KPK Tetap Menolak Korupsi Masuk RKUHP

Antara | CNN Indonesia
Minggu, 03 Jun 2018 19:35 WIB
Ketua KPK Agus Rahardjo menilai jika korupsi masuk RKUHP maka akan menyulitkan penegakan hukum dan menghilangkan sifat kekhususan dalam menanganinya.
Ketua KPK Agus Rahardjo menilai jika korupsi masuk RKUHP maka akan menyulitkan penegakan hukum dan menghilangkan sifat kekhususan dalam menanganinya. (CNN Indonesia/Safir Makki)
Jakarta, CNN Indonesia -- Rancangan Kitab Undang-Undang Hukum Pidana (RKUHP) masih menyisakan problem menjelang disahkan. Salah satu yang menentang adalah Komisi Pemberantasan Korupsi (KPK), yang menolak undang-undang pemberantasan rasuah masuk ke dalam RKUHP dalam bentuk pidana pokok (core crime).

Keberatan KPK itu sudah disampaikan KPK kepada Presiden Joko Widodo, melalui surat tertanggal 4 Januari 2017. Mereka melampirkan sejumlah alasan supaya Presiden Jokowi urung memasukkan tindak pidana korupsi ke dalam RKUHP.

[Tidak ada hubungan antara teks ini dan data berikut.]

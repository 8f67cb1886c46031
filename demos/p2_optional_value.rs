//! Pattern 2: Generic Enums
//! Example: Reimplementing Option
//!
//! Run with: cargo run --example p2_optional_value

use guided_tour::OptionalValue;

fn describe(value: &OptionalValue<i32>) -> String {
    match value {
        OptionalValue::None => "nothing yet".to_string(),
        OptionalValue::Some(n) => format!("holds {}", n),
    }
}

fn main() {
    println!("=== OptionalValue<i32> ===");
    let mut possible_integer: OptionalValue<i32> = OptionalValue::None;
    println!("start:      {:?} ({})", possible_integer, describe(&possible_integer));

    possible_integer = OptionalValue::Some(100);
    println!("after set:  {:?} ({})", possible_integer, describe(&possible_integer));

    println!("\n=== Combinators ===");
    let doubled = possible_integer.map(|n| n * 2);
    println!("map(|n| n * 2) = {:?}", doubled);
    println!("unwrap_or(0) on None = {}", OptionalValue::<i32>::None.unwrap_or(0));

    println!("\n=== Conversions ===");
    let from_std: OptionalValue<&str> = Some("hello").into();
    println!("Some(\"hello\").into() = {:?}", from_std);
    let back: Option<&str> = from_std.into();
    println!("back into Option = {:?}", back);
}
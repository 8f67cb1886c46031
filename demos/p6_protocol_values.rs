//! Pattern 6: Trait Objects
//! Example: Values Seen Only Through Their Trait
//!
//! Run with: cargo run --example p6_protocol_values

use guided_tour::protocols::{adjust_all, describe_all};
use guided_tour::{ExampleProtocol, SimpleClass, SimpleEnumeration, SimpleStructure};

fn main() {
    let mut a = SimpleClass::new();
    a.adjust();
    println!("a.another_property() = {}", a.another_property());

    println!("=== Single Trait Object ===");
    let protocol_value: &dyn ExampleProtocol = &a;
    println!("{}", protocol_value.simple_description());
    // Uncomment to see the error: no method named `another_property` on `&dyn ExampleProtocol`.
    // println!("{}", protocol_value.another_property());

    println!("\n=== Heterogeneous Collection ===");
    let mut values: Vec<Box<dyn ExampleProtocol>> = vec![
        Box::new(SimpleClass::new()),
        Box::new(SimpleStructure::new()),
        Box::new(SimpleEnumeration::Basic),
        Box::new(7_i32),
        Box::new(-12.34_f64),
    ];

    for description in describe_all(&values) {
        println!("before: {}", description);
    }
    adjust_all(&mut values);
    for description in describe_all(&values) {
        println!("after:  {}", description);
    }
}
// Replays the tour pages and prints each snippet next to its value.
//
// Usage: guided_tour [PAGE...] [--json] [--no-color] [--config PATH]

use anyhow::{Context, Result};
use std::env;

use guided_tour::config::{CliArgs, OutputFormat, TourConfig};
use guided_tour::logging::init_logging;
use guided_tour::render::{render_json, render_text};
use guided_tour::tour::run_pages;

fn main() -> Result<()> {
    init_logging();

    let args = CliArgs::parse(env::args().skip(1)).context("invalid arguments")?;

    let config = match &args.config_path {
        Some(path) => TourConfig::load(path)
            .with_context(|| format!("could not load config from {}", path.display()))?,
        None => TourConfig::default(),
    }
    .with_overrides(&args);

    let transcripts = run_pages(&config.pages);

    match config.format {
        OutputFormat::Text => print!("{}", render_text(&transcripts, config.color)),
        OutputFormat::Json => println!("{}", render_json(&transcripts)?),
    }

    Ok(())
}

"Setelah dilakukan kajian lebih mendalam, kami berada pada satu kesimpulan bahwa KPK tidak dapat memenuhi permintaan pemerintah dan DPR mengingat adanya kepentingan bangsa yang lebih besar dan keberpihakan pada kemaslahatan rakyat Indonesia dalam melakukan pemberantasan korupsi," demikian disampaikan Ketua KPK Agus Rahardjo dalam surat yang diperlihatkan di Jakarta, sebagaimana dilansir Antara, Minggu (3/6).

ADVERTISEMENT

SCROLL TO CONTINUE WITH CONTENT

Menurut Agus, tidak semua undang-undang khusus berada di luar KUHP harus diintegrasikan dalam proyek kodifikasi. Apalagi menurut dua karakter kekhususannya terletak pada kebutuhan untuk beradaptasi atau merespon kejahatan yang modusnya terus berkembang, struktur dan jaringannya semakin kompleks dan cepat berubah.


"KPK meyakini, tipikor yang diintegrasikan dalam skema kodifikasi dalam RUU KUHP akan menghilangkan kekhususan yang telah diatur dalam Tipikor dan melebur dalam tindak pidana umum (tipidum)," kata Agus.

Agus membeberkan sepuluh karakter tindak pidana korupsi yang lebih tepat dijerat dengan undang-undang khusus yang terpisah dari RKUHP.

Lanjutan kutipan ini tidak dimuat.